## INPUT MATERIAL
○ ○ ○
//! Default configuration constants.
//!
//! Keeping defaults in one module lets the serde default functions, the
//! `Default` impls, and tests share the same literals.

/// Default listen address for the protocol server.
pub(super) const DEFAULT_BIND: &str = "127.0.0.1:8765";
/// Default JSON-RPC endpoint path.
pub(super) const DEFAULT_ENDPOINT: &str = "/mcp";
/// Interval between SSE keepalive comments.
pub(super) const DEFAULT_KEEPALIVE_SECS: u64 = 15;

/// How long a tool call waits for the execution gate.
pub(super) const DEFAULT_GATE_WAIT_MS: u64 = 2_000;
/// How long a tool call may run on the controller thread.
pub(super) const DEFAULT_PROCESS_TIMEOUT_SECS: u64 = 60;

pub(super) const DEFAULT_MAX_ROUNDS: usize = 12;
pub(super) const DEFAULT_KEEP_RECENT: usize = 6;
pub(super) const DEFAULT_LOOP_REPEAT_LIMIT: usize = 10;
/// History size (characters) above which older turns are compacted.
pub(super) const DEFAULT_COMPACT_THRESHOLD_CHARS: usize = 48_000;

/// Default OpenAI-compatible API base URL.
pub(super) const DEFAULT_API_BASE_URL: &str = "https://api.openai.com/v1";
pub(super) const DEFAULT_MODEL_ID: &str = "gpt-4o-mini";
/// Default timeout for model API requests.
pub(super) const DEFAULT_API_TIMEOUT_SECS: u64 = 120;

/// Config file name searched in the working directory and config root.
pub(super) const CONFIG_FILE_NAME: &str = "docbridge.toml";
○ ○ ○
Scan the material for lines holding the word "tool", count them, and give the result alone.

2